Stored items
#####

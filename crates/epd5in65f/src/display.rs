//! Core display operations

use embedded_hal::delay::DelayNs;
use embedded_hal::digital::PinState;

use crate::BUFFER_SIZE;
use crate::color::Color;
use crate::command::*;
use crate::config::Config;
use crate::error::Error;
use crate::interface::DisplayInterface;
use crate::sequence::{BEGIN_SEQUENCE, INIT_SEQUENCE, POWER_OFF_SETTLE_MS, Step};

/// Bytes streamed per transaction by [`Display::fill`]
const FILL_CHUNK: usize = 64;

/// Where the panel is in its power cycle, as far as the driver knows
#[derive(Clone, Copy, Debug, PartialEq, Eq)]
pub enum PanelState {
    /// Constructed, never initialized
    Uninitialized,
    /// Registers configured and frame buffer open for writing
    Ready,
    /// Refreshed and in deep sleep; needs [`Display::begin`] again
    Asleep,
}

/// Driver for the 600x448 7-color panel
///
/// A frame is drawn with [`begin`](Self::begin), one or more
/// [`transfer`](Self::transfer) calls, then [`end`](Self::end).
pub struct Display<I>
where
    I: DisplayInterface,
{
    /// Hardware interface
    interface: I,
    /// Driver configuration
    config: Config,
    /// Last known panel state
    state: PanelState,
}

impl<I> Display<I>
where
    I: DisplayInterface,
{
    /// Create a new Display instance. Nothing is sent to the panel.
    pub fn new(interface: I, config: Config) -> Self {
        Self {
            interface,
            config,
            state: PanelState::Uninitialized,
        }
    }

    /// Reset and configure the panel, then open the frame buffer for writing
    pub fn begin<D: DelayNs>(&mut self, delay: &mut D) -> Result<(), Error<I>> {
        log::debug!("begin frame (panel was {:?})", self.state);
        self.init(delay)?;
        self.run(BEGIN_SEQUENCE, delay)?;
        self.state = PanelState::Ready;
        Ok(())
    }

    /// Hardware reset followed by the register table
    fn init<D: DelayNs>(&mut self, delay: &mut D) -> Result<(), Error<I>> {
        log::debug!("hardware reset");
        self.interface.reset(delay).map_err(Error::Interface)?;
        self.wait_for_busy(PinState::High, delay)?;
        self.run(INIT_SEQUENCE, delay)
    }

    /// Stream frame buffer bytes as a single data transaction
    ///
    /// The length is not checked; a full frame is [`BUFFER_SIZE`] bytes and
    /// may be split across any number of calls.
    pub fn transfer(&mut self, data: &[u8]) -> Result<(), Error<I>> {
        if self.state != PanelState::Ready {
            log::warn!("transfer while panel is {:?}", self.state);
        }
        log::trace!("transfer {} bytes", data.len());
        self.send_data(data)
    }

    /// Stream a whole frame of one color without a frame buffer
    pub fn fill(&mut self, color: Color) -> Result<(), Error<I>> {
        let chunk = [color.byte(); FILL_CHUNK];
        let mut remaining = BUFFER_SIZE;
        while remaining > 0 {
            let n = remaining.min(FILL_CHUNK);
            self.transfer(&chunk[..n])?;
            remaining -= n;
        }
        Ok(())
    }

    /// Refresh the panel with the transferred frame and put it to sleep
    pub fn end<D: DelayNs>(&mut self, delay: &mut D) -> Result<(), Error<I>> {
        log::debug!("refresh and sleep");
        self.send_command(POWER_ON)?;
        self.wait_for_busy(PinState::High, delay)?;

        self.send_command(DISPLAY_REFRESH)?;
        self.wait_for_busy(PinState::High, delay)?;

        self.send_command(POWER_OFF)?;
        self.wait_for_busy(PinState::Low, delay)?;
        delay.delay_ms(POWER_OFF_SETTLE_MS);

        self.send_command(DEEP_SLEEP)?;
        self.send_data(&[DEEP_SLEEP_CHECK])?;

        self.state = PanelState::Asleep;
        Ok(())
    }

    /// Draw one complete frame: [`begin`](Self::begin), [`transfer`](Self::transfer), [`end`](Self::end)
    pub fn show<D: DelayNs>(&mut self, frame: &[u8], delay: &mut D) -> Result<(), Error<I>> {
        self.begin(delay)?;
        self.transfer(frame)?;
        self.end(delay)
    }

    /// Replay a register table
    fn run<D: DelayNs>(&mut self, steps: &[Step], delay: &mut D) -> Result<(), Error<I>> {
        for step in steps {
            match *step {
                Step::Write { command, data } => {
                    self.send_command(command)?;
                    if !data.is_empty() {
                        self.send_data(data)?;
                    }
                }
                Step::Delay(ms) => delay.delay_ms(ms),
            }
        }
        Ok(())
    }

    /// Poll BUSY until it reads `level`
    ///
    /// Blocks forever unless a timeout is configured. With one, the final
    /// delay is shortened so the total wait never exceeds the budget.
    fn wait_for_busy<D: DelayNs>(
        &mut self,
        level: PinState,
        delay: &mut D,
    ) -> Result<(), Error<I>> {
        log::trace!("waiting for BUSY {level:?}");
        let interval = self.config.busy_poll_interval_ms;
        let mut waited_ms: u32 = 0;

        loop {
            if self.interface.read_busy().map_err(Error::Interface)? == level {
                return Ok(());
            }
            let step = match self.config.busy_timeout_ms {
                Some(timeout) if waited_ms >= timeout => {
                    log::warn!("BUSY stuck, gave up waiting for {level:?} after {waited_ms} ms");
                    return Err(Error::BusyTimeout { level, waited_ms });
                }
                // last poll lands exactly on the budget
                Some(timeout) => interval.min(timeout - waited_ms),
                None => interval,
            };
            delay.delay_ms(step);
            waited_ms = waited_ms.saturating_add(step);
        }
    }

    /// Send a command to the display controller
    fn send_command(&mut self, cmd: u8) -> Result<(), Error<I>> {
        log::trace!("command {cmd:#04x}");
        self.interface.send_command(cmd).map_err(Error::Interface)
    }

    /// Send data to the display controller
    fn send_data(&mut self, data: &[u8]) -> Result<(), Error<I>> {
        self.interface.send_data(data).map_err(Error::Interface)
    }

    /// Last known panel state
    pub fn state(&self) -> PanelState {
        self.state
    }

    /// Access the underlying configuration
    pub fn config(&self) -> &Config {
        &self.config
    }

    /// Give back the interface
    pub fn release(self) -> I {
        self.interface
    }
}
//! Driver for the Waveshare 5.65" 7-color ACeP e-Paper panel (600x448)
//!
//! The panel is driven with a fixed vendor register sequence over SPI plus a
//! DC (data/command) line, an active-low RST line and a BUSY input. A frame is
//! written in three steps:
//!
//! 1. [`Display::begin`] resets the panel, writes the register table and opens
//!    the frame buffer,
//! 2. [`Display::transfer`] streams packed pixels (see [`Color::pack`]),
//! 3. [`Display::end`] refreshes the panel and puts it into deep sleep.
//!
//! ## Example
//!
//! ```rust,ignore
//! use epd5in65f::{Builder, Color, Display, Interface};
//!
//! let interface = Interface::new(spi_device, dc, rst, busy)?;
//! let mut display = Display::new(interface, Builder::new().build()?);
//!
//! display.begin(&mut delay)?;
//! display.fill(Color::White)?;
//! display.end(&mut delay)?;
//! ```
//!
//! BUSY waits block until the panel answers. Set
//! [`Builder::busy_timeout_ms`] to bound them.

#![cfg_attr(not(test), no_std)]

mod color;
mod command;
pub mod config;
mod display;
pub mod error;
pub mod interface;
pub mod sequence;

pub use color::Color;
pub use config::{Builder, Config};
pub use display::{Display, PanelState};
pub use error::{BuilderError, Error};
pub use interface::{DisplayInterface, Interface, InterfaceError, SPI_FREQUENCY_HZ, SPI_MODE};

/// Panel width in pixels
pub const WIDTH: u16 = 600;

/// Panel height in pixels
pub const HEIGHT: u16 = 448;

/// Bytes in one full frame (4 bits per pixel)
pub const BUFFER_SIZE: usize = WIDTH as usize * HEIGHT as usize / 2;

#####

> **WHAT THE TASK REQUIRES**
When a line among the entries above contains "waiting", copy it.

> **EXERCISE ANSWER**
        log::trace!("waiting for BUSY {level:?}");
                    log::warn!("BUSY stuck, gave up waiting for {level:?} after {waited_ms} ms");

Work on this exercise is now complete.